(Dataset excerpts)
-*-*-

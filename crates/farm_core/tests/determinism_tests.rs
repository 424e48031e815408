//! Determinism tests for farm_core.
//!
//! Same config, catalog, obstacles and command timeline must give the same
//! state hash, regardless of how time is chunked or which thread runs it.

use farm_core::lifecycle::Action;
use farm_core::movement::MoveDirection;
use farm_test_utils::determinism::{
    run_parallel_simulations, verify_determinism, verify_simulation_determinism,
};
use farm_test_utils::fixtures::sample_simulation;

const TEN_MINUTES: u64 = 600_000;

#[test]
fn test_same_seed_same_hash() {
    verify_simulation_determinism(|| sample_simulation(42), TEN_MINUTES, 16).assert_deterministic();
}

#[test]
fn test_seed_changes_wander_outcome() {
    let mut a = sample_simulation(1);
    let mut b = sample_simulation(2);
    a.advance_to(120_000);
    b.advance_to(120_000);
    assert_ne!(a.state_hash(), b.state_hash());
}

#[test]
fn test_time_chunking_does_not_matter() {
    let mut jump = sample_simulation(7);
    jump.advance_to(90_000);

    let mut strided = sample_simulation(7);
    for t in (0..=90_000).step_by(250) {
        strided.advance_to(t);
    }

    assert_eq!(jump.state_hash(), strided.state_hash());
}

#[test]
fn test_command_timeline_is_deterministic() {
    const DIRECTIONS: [MoveDirection; 4] = [
        MoveDirection::Left,
        MoveDirection::Down,
        MoveDirection::Right,
        MoveDirection::Up,
    ];

    let result = verify_determinism(
        3,
        600,
        || sample_simulation(11),
        |sim, i| {
            sim.advance_to(i * 100);
            if i % 5 == 0 {
                let direction = DIRECTIONS[usize::try_from(i / 5).unwrap_or(0) % DIRECTIONS.len()];
                sim.move_player(direction);
            }
            if i % 37 == 0 {
                for id in 1..=6 {
                    let _ = sim.attempt_interact(id, Action::Use);
                }
            }
        },
        farm_core::simulation::Simulation::state_hash,
    );

    result.assert_deterministic();
    assert_eq!(result.steps, 600);
}

#[test]
fn test_parallel_runs_agree() {
    let result = run_parallel_simulations(4, 60_000, || sample_simulation(9));
    assert_eq!(result.hashes.len(), 4);
    result.assert_deterministic();
}
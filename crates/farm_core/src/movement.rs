//! Movable entities: facing, idle/moving state and per-frame interpolation.
//!
//! The player and every wandering animal share [`Mover`]. A mover only ever
//! travels in a straight line toward its target, one fixed step per frame,
//! and re-checks each step against the collision service.

use serde::{Deserialize, Serialize};

use crate::collision::CollisionMap;
use crate::math::{Fixed, Vec2Fixed};

/// Which way a mover is looking.
#[derive(Debug, Clone, Copy, PartialEq, Eq, Hash, Default, Serialize, Deserialize)]
#[serde(rename_all = "lowercase")]
pub enum Facing {
    /// Toward -y.
    Up,
    /// Toward +y.
    #[default]
    Down,
    /// Toward -x.
    Left,
    /// Toward +x.
    Right,
}

impl Facing {
    /// Facing of the dominant axis of `delta`; `None` for a zero vector.
    /// Horizontal wins ties.
    #[must_use]
    pub fn from_delta(delta: Vec2Fixed) -> Option<Self> {
        if delta == Vec2Fixed::ZERO {
            return None;
        }
        if delta.x.abs() >= delta.y.abs() {
            Some(if delta.x > Fixed::ZERO { Self::Right } else { Self::Left })
        } else {
            Some(if delta.y > Fixed::ZERO { Self::Down } else { Self::Up })
        }
    }

    /// Unit vector for the four cardinal directions.
    #[must_use]
    pub fn unit(self) -> Vec2Fixed {
        match self {
            Self::Up => Vec2Fixed::from_num(0, -1),
            Self::Down => Vec2Fixed::from_num(0, 1),
            Self::Left => Vec2Fixed::from_num(-1, 0),
            Self::Right => Vec2Fixed::from_num(1, 0),
        }
    }

    /// Whether this is a left/right facing.
    #[must_use]
    pub const fn is_horizontal(self) -> bool {
        matches!(self, Self::Left | Self::Right)
    }
}

/// Movement state.
#[derive(Debug, Clone, Copy, PartialEq, Eq, Hash, Default, Serialize, Deserialize)]
#[serde(rename_all = "lowercase")]
pub enum MovementState {
    /// Standing still; `current == target`.
    #[default]
    Idle,
    /// Travelling; `current != target`.
    Moving,
}

/// Eight-way player move intent.
#[derive(Debug, Clone, Copy, PartialEq, Eq, Hash, Serialize, Deserialize)]
#[serde(rename_all = "snake_case")]
pub enum MoveDirection {
    /// -y
    Up,
    /// +y
    Down,
    /// -x
    Left,
    /// +x
    Right,
    /// -x -y
    UpLeft,
    /// +x -y
    UpRight,
    /// -x +y
    DownLeft,
    /// +x +y
    DownRight,
}

/// Scale applied to each axis of a diagonal move so it covers roughly the
/// same distance as a cardinal one.
pub const DIAGONAL_FACTOR: f64 = 0.707;

impl MoveDirection {
    /// Displacement for one move of `speed` units.
    #[must_use]
    pub fn displacement(self, speed: Fixed) -> Vec2Fixed {
        let (dx, dy): (i32, i32) = match self {
            Self::Up => (0, -1),
            Self::Down => (0, 1),
            Self::Left => (-1, 0),
            Self::Right => (1, 0),
            Self::UpLeft => (-1, -1),
            Self::UpRight => (1, -1),
            Self::DownLeft => (-1, 1),
            Self::DownRight => (1, 1),
        };
        let axis = if dx != 0 && dy != 0 {
            speed * Fixed::from_num(DIAGONAL_FACTOR)
        } else {
            speed
        };
        Vec2Fixed::new(axis * Fixed::from_num(dx), axis * Fixed::from_num(dy))
    }
}

/// Result of one interpolation frame.
#[derive(Debug, Clone, Copy, PartialEq, Eq)]
pub enum StepOutcome {
    /// Not moving; nothing happened.
    Idle,
    /// Moved one step and is still travelling.
    Advanced,
    /// Reached the target and went idle.
    Arrived,
    /// Next step was blocked; halted in place.
    Halted,
}

/// Shared position/movement record for the player and wanderers.
#[derive(Debug, Clone, Copy, PartialEq, Eq, Serialize, Deserialize)]
pub struct Mover {
    /// Where the entity is.
    pub current: Vec2Fixed,
    /// Where it is heading; equals `current` when idle.
    pub target: Vec2Fixed,
    /// Which way it looks.
    pub facing: Facing,
    /// Idle or moving.
    pub state: MovementState,
    /// Distance covered per frame.
    #[serde(with = "crate::math::float_serde")]
    pub step: Fixed,
    /// Half-width of the collision footprint.
    #[serde(with = "crate::math::float_serde")]
    pub body_radius: Fixed,
}

impl Mover {
    /// An idle mover at `position`.
    #[must_use]
    pub fn new(position: Vec2Fixed, facing: Facing, step: Fixed, body_radius: Fixed) -> Self {
        Self {
            current: position,
            target: position,
            facing,
            state: MovementState::Idle,
            step,
            body_radius,
        }
    }

    /// Whether the mover is mid-travel.
    #[must_use]
    pub fn is_moving(&self) -> bool {
        self.state == MovementState::Moving
    }

    /// Start travelling toward `target`. A target equal to the current
    /// position leaves the mover idle.
    pub fn begin(&mut self, target: Vec2Fixed) {
        if target == self.current {
            self.halt();
            return;
        }
        self.target = target;
        self.state = MovementState::Moving;
    }

    /// Stop where it stands.
    pub fn halt(&mut self) {
        self.target = self.current;
        self.state = MovementState::Idle;
    }

    /// Advance one frame toward the target, re-validating the increment.
    ///
    /// A blocked increment halts the mover in place; it does not retry or
    /// reroute.
    pub fn step_frame(&mut self, collision: &CollisionMap) -> StepOutcome {
        if !self.is_moving() {
            return StepOutcome::Idle;
        }

        let next = self.current.step_towards(self.target, self.step);
        if collision.is_path_blocked(self.current, next, self.body_radius) {
            tracing::trace!(x = %self.current.x, y = %self.current.y, "Mover halted by obstacle");
            self.halt();
            return StepOutcome::Halted;
        }

        self.current = next;
        if self.current == self.target {
            self.state = MovementState::Idle;
            StepOutcome::Arrived
        } else {
            StepOutcome::Advanced
        }
    }
}
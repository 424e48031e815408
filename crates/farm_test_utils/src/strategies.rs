//! Proptest strategies for farm types.

use farm_core::lifecycle::Action;
use farm_core::math::{Fixed, Vec2Fixed};
use farm_core::movement::MoveDirection;
use farm_core::wander::WanderProfile;
use proptest::prelude::*;

/// Integer world point inside `-extent..=extent` on both axes.
pub fn arb_point(extent: i32) -> impl Strategy<Value = Vec2Fixed> {
    (-extent..=extent, -extent..=extent).prop_map(|(x, y)| Vec2Fixed::from_num(x, y))
}

/// Arbitrary (possibly self-intersecting) polygon with 3 to `max_points`
/// vertices.
pub fn arb_polygon(max_points: usize) -> impl Strategy<Value = Vec<Vec2Fixed>> {
    prop::collection::vec(arb_point(200), 3..=max_points.max(3))
}

/// Any of the eight player move directions.
pub fn arb_move_direction() -> impl Strategy<Value = MoveDirection> {
    prop_oneof![
        Just(MoveDirection::Up),
        Just(MoveDirection::Down),
        Just(MoveDirection::Left),
        Just(MoveDirection::Right),
        Just(MoveDirection::UpLeft),
        Just(MoveDirection::UpRight),
        Just(MoveDirection::DownLeft),
        Just(MoveDirection::DownRight),
    ]
}

/// Any player action tag.
pub fn arb_action() -> impl Strategy<Value = Action> {
    prop_oneof![
        Just(Action::Use),
        Just(Action::Water),
        Just(Action::Harvest),
        Just(Action::Remove),
        Just(Action::Hit),
        Just(Action::Produce),
        Just(Action::Shake),
        Just(Action::Chop),
    ]
}

/// Wander profile that always tries to move, with a bounded radius.
pub fn arb_bounded_profile() -> impl Strategy<Value = WanderProfile> {
    (10u32..=200, 1u32..=40, 0u32..=60, 1u32..=5, 0u32..=8).prop_map(
        |(radius, min, extra, step, body)| WanderProfile {
            decision_interval_ms: 1_000,
            move_chance_percent: 100,
            min_distance: min,
            max_distance: min + extra,
            wander_radius: Some(Fixed::from_num(radius)),
            move_duration_ms: 1_000,
            step,
            body_radius: body,
        },
    )
}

-*-*-

### [PROBLEM]
Set down, unchanged, only those lines above that fall between the line with "Where it is" and the line with "collision.is_path_blocked(self.current, next, self.body_radius)", the two end lines included.

### [EXERCISE ANSWER]
    /// Where it is heading; equals `current` when idle.
    pub target: Vec2Fixed,
    /// Which way it looks.
    pub facing: Facing,
    /// Idle or moving.
    pub state: MovementState,
    /// Distance covered per frame.
    #[serde(with = "crate::math::float_serde")]
    pub step: Fixed,
    /// Half-width of the collision footprint.
    #[serde(with = "crate::math::float_serde")]
    pub body_radius: Fixed,
}

impl Mover {
    /// An idle mover at `position`.
    #[must_use]
    pub fn new(position: Vec2Fixed, facing: Facing, step: Fixed, body_radius: Fixed) -> Self {
        Self {
            current: position,
            target: position,
            facing,
            state: MovementState::Idle,
            step,
            body_radius,
        }
    }

    /// Whether the mover is mid-travel.
    #[must_use]
    pub fn is_moving(&self) -> bool {
        self.state == MovementState::Moving
    }

    /// Start travelling toward `target`. A target equal to the current
    /// position leaves the mover idle.
    pub fn begin(&mut self, target: Vec2Fixed) {
        if target == self.current {
            self.halt();
            return;
        }
        self.target = target;
        self.state = MovementState::Moving;
    }

    /// Stop where it stands.
    pub fn halt(&mut self) {
        self.target = self.current;
        self.state = MovementState::Idle;
    }

    /// Advance one frame toward the target, re-validating the increment.
    ///
    /// A blocked increment halts the mover in place; it does not retry or
    /// reroute.
    pub fn step_frame(&mut self, collision: &CollisionMap) -> StepOutcome {
        if !self.is_moving() {
            return StepOutcome::Idle;
        }

        let next = self.current.step_towards(self.target, self.step);
        if collision.is_path_blocked(self.current, next, self.body_radius) {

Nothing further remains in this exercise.